▶ **Data**
use std::net::SocketAddr;
use std::sync::Arc;
use std::time::Duration;

use axum::http::header::CONTENT_TYPE;
use axum::http::{HeaderName, Method, StatusCode};
use axum::Router;
use tower_http::catch_panic::CatchPanicLayer;
use tower_http::cors::CorsLayer;
use tower_http::request_id::{MakeRequestUuid, PropagateRequestIdLayer, SetRequestIdLayer};
use tower_http::timeout::TimeoutLayer;
use tower_http::trace::{DefaultMakeSpan, DefaultOnResponse, TraceLayer};
use tracing::Level;
use tracing_subscriber::{layer::SubscriberExt, util::SubscriberInitExt};

use startovate_api::config::ServerConfig;
use startovate_api::{routes, state};

use state::AppState;

#[tokio::main]
async fn main() {
    dotenvy::dotenv().ok();

    // --- Tracing ---
    tracing_subscriber::registry()
        .with(
            tracing_subscriber::EnvFilter::try_from_default_env()
                .unwrap_or_else(|_| "startovate_api=debug,tower_http=debug".into()),
        )
        .with(tracing_subscriber::fmt::layer())
        .init();

    // --- Configuration ---
    let config = ServerConfig::from_env();
    tracing::info!(host = %config.host, port = %config.port, "Loaded server configuration");

    // --- Database ---
    let database_url = std::env::var("DATABASE_URL").expect("DATABASE_URL must be set");

    let pool = startovate_db::create_pool(&database_url)
        .await
        .expect("Failed to connect to database");
    tracing::info!("Database connection pool created");

    startovate_db::health_check(&pool)
        .await
        .expect("Database health check failed");
    tracing::info!("Database health check passed");

    startovate_db::run_migrations(&pool)
        .await
        .expect("Failed to run database migrations");
    tracing::info!("Database migrations applied");

    // --- CORS ---
    let cors = build_cors_layer(&config);

    // --- Outbound HTTP client (chatbot proxy) ---
    let http = reqwest::Client::new();

    // --- App state ---
    let state = AppState {
        pool,
        config: Arc::new(config.clone()),
        http,
    };

    // --- Request ID header name ---
    let request_id_header = HeaderName::from_static("x-request-id");

    // --- Router ---
    let app = Router::new()
        // Health check at root level (not under /api).
        .merge(routes::health::router())
        // API routes.
        .nest("/api", routes::api_routes())
        // -- Middleware stack (applied bottom-up) --
        // Panic recovery: catch panics and return 500 JSON.
        .layer(CatchPanicLayer::new())
        // Request timeout.
        .layer(TimeoutLayer::with_status_code(
            StatusCode::REQUEST_TIMEOUT,
            Duration::from_secs(config.request_timeout_secs),
        ))
        // Propagate request ID to response.
        .layer(PropagateRequestIdLayer::new(request_id_header.clone()))
        // Structured request/response tracing.
        .layer(
            TraceLayer::new_for_http()
                .make_span_with(DefaultMakeSpan::new().level(Level::INFO))
                .on_response(DefaultOnResponse::new().level(Level::INFO)),
        )
        // Set request ID on incoming requests.
        .layer(SetRequestIdLayer::new(request_id_header, MakeRequestUuid))
        // CORS.
        .layer(cors)
        // Shared state.
        .with_state(state);

    // --- Start server ---
    let addr = SocketAddr::new(
        config.host.parse().expect("Invalid HOST address"),
        config.port,
    );
    tracing::info!(%addr, "Starting server");

    let listener = tokio::net::TcpListener::bind(addr)
        .await
        .expect("Failed to bind to address");

    axum::serve(listener, app)
        .with_graceful_shutdown(shutdown_signal())
        .await
        .expect("Server error");

    tracing::info!("Graceful shutdown complete");
}

/// Wait for a termination signal to initiate graceful shutdown.
///
/// Handles both SIGINT (Ctrl-C) and SIGTERM (on Unix) so the server
/// shuts down cleanly whether stopped interactively or by a process
/// manager (e.g. systemd, Docker, Kubernetes).
async fn shutdown_signal() {
    let ctrl_c = async {
        tokio::signal::ctrl_c()
            .await
            .expect("Failed to install Ctrl-C handler");
    };

    #[cfg(unix)]
    let terminate = async {
        tokio::signal::unix::signal(tokio::signal::unix::SignalKind::terminate())
            .expect("Failed to install SIGTERM handler")
            .recv()
            .await;
    };

    #[cfg(not(unix))]
    let terminate = std::future::pending::<()>();

    tokio::select! {
        () = ctrl_c => {
            tracing::info!("Received SIGINT (Ctrl-C), starting graceful shutdown");
        }
        () = terminate => {
            tracing::info!("Received SIGTERM, starting graceful shutdown");
        }
    }
}

/// Build the CORS middleware layer from server configuration.
///
/// Panics at startup if any configured origin is invalid, which is the
/// desired behaviour -- we want misconfiguration to fail fast.
fn build_cors_layer(config: &ServerConfig) -> CorsLayer {
    let origins: Vec<_> = config
        .cors_origins
        .iter()
        .map(|o| {
            o.parse()
                .unwrap_or_else(|e| panic!("Invalid CORS origin '{o}': {e}"))
        })
        .collect();

    CorsLayer::new()
        .allow_origin(origins)
        .allow_methods([
            Method::GET,
            Method::POST,
            Method::PUT,
            Method::DELETE,
            Method::PATCH,
        ])
        .allow_headers([CONTENT_TYPE])
        .allow_credentials(true)
        .max_age(Duration::from_secs(3600))
}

▶ **Task goal**
Retype the listing exactly. Leave nothing out.

▶ **Answer space**
use std::net::SocketAddr;
use std::sync::Arc;
use std::time::Duration;

use axum::http::header::CONTENT_TYPE;
use axum::http::{HeaderName, Method, StatusCode};
use axum::Router;
use tower_http::catch_panic::CatchPanicLayer;
use tower_http::cors::CorsLayer;
use tower_http::request_id::{MakeRequestUuid, PropagateRequestIdLayer, SetRequestIdLayer};
use tower_http::timeout::TimeoutLayer;
use tower_http::trace::{DefaultMakeSpan, DefaultOnResponse, TraceLayer};
use tracing::Level;
use tracing_subscriber::{layer::SubscriberExt, util::SubscriberInitExt};

use startovate_api::config::ServerConfig;
use startovate_api::{routes, state};

use state::AppState;

#[tokio::main]
async fn main() {
    dotenvy::dotenv().ok();

    // --- Tracing ---
    tracing_subscriber::registry()
        .with(
            tracing_subscriber::EnvFilter::try_from_default_env()
                .unwrap_or_else(|_| "startovate_api=debug,tower_http=debug".into()),
        )
        .with(tracing_subscriber::fmt::layer())
        .init();

    // --- Configuration ---
    let config = ServerConfig::from_env();
    tracing::info!(host = %config.host, port = %config.port, "Loaded server configuration");

    // --- Database ---
    let database_url = std::env::var("DATABASE_URL").expect("DATABASE_URL must be set");

    let pool = startovate_db::create_pool(&database_url)
        .await
        .expect("Failed to connect to database");
    tracing::info!("Database connection pool created");

    startovate_db::health_check(&pool)
        .await
        .expect("Database health check failed");
    tracing::info!("Database health check passed");

    startovate_db::run_migrations(&pool)
        .await
        .expect("Failed to run database migrations");
    tracing::info!("Database migrations applied");

    // --- CORS ---
    let cors = build_cors_layer(&config);

    // --- Outbound HTTP client (chatbot proxy) ---
    let http = reqwest::Client::new();

    // --- App state ---
    let state = AppState {
        pool,
        config: Arc::new(config.clone()),
        http,
    };

    // --- Request ID header name ---
    let request_id_header = HeaderName::from_static("x-request-id");

    // --- Router ---
    let app = Router::new()
        // Health check at root level (not under /api).
        .merge(routes::health::router())
        // API routes.
        .nest("/api", routes::api_routes())
        // -- Middleware stack (applied bottom-up) --
        // Panic recovery: catch panics and return 500 JSON.
        .layer(CatchPanicLayer::new())
        // Request timeout.
        .layer(TimeoutLayer::with_status_code(
            StatusCode::REQUEST_TIMEOUT,
            Duration::from_secs(config.request_timeout_secs),
        ))
        // Propagate request ID to response.
        .layer(PropagateRequestIdLayer::new(request_id_header.clone()))
        // Structured request/response tracing.
        .layer(
            TraceLayer::new_for_http()
                .make_span_with(DefaultMakeSpan::new().level(Level::INFO))
                .on_response(DefaultOnResponse::new().level(Level::INFO)),
        )
        // Set request ID on incoming requests.
        .layer(SetRequestIdLayer::new(request_id_header, MakeRequestUuid))
        // CORS.
        .layer(cors)
        // Shared state.
        .with_state(state);

    // --- Start server ---
    let addr = SocketAddr::new(
        config.host.parse().expect("Invalid HOST address"),
        config.port,
    );
    tracing::info!(%addr, "Starting server");

    let listener = tokio::net::TcpListener::bind(addr)
        .await
        .expect("Failed to bind to address");

    axum::serve(listener, app)
        .with_graceful_shutdown(shutdown_signal())
        .await
        .expect("Server error");

    tracing::info!("Graceful shutdown complete");
}

/// Wait for a termination signal to initiate graceful shutdown.
///
/// Handles both SIGINT (Ctrl-C) and SIGTERM (on Unix) so the server
/// shuts down cleanly whether stopped interactively or by a process
/// manager (e.g. systemd, Docker, Kubernetes).
async fn shutdown_signal() {
    let ctrl_c = async {
        tokio::signal::ctrl_c()
            .await
            .expect("Failed to install Ctrl-C handler");
    };

    #[cfg(unix)]
    let terminate = async {
        tokio::signal::unix::signal(tokio::signal::unix::SignalKind::terminate())
            .expect("Failed to install SIGTERM handler")
            .recv()
            .await;
    };

    #[cfg(not(unix))]
    let terminate = std::future::pending::<()>();

    tokio::select! {
        () = ctrl_c => {
            tracing::info!("Received SIGINT (Ctrl-C), starting graceful shutdown");
        }
        () = terminate => {
            tracing::info!("Received SIGTERM, starting graceful shutdown");
        }
    }
}

/// Build the CORS middleware layer from server configuration.
///
/// Panics at startup if any configured origin is invalid, which is the
/// desired behaviour -- we want misconfiguration to fail fast.
fn build_cors_layer(config: &ServerConfig) -> CorsLayer {
    let origins: Vec<_> = config
        .cors_origins
        .iter()
        .map(|o| {
            o.parse()
                .unwrap_or_else(|e| panic!("Invalid CORS origin '{o}': {e}"))
        })
        .collect();

    CorsLayer::new()
        .allow_origin(origins)
        .allow_methods([
            Method::GET,
            Method::POST,
            Method::PUT,
            Method::DELETE,
            Method::PATCH,
        ])
        .allow_headers([CONTENT_TYPE])
        .allow_credentials(true)
        .max_age(Duration::from_secs(3600))
}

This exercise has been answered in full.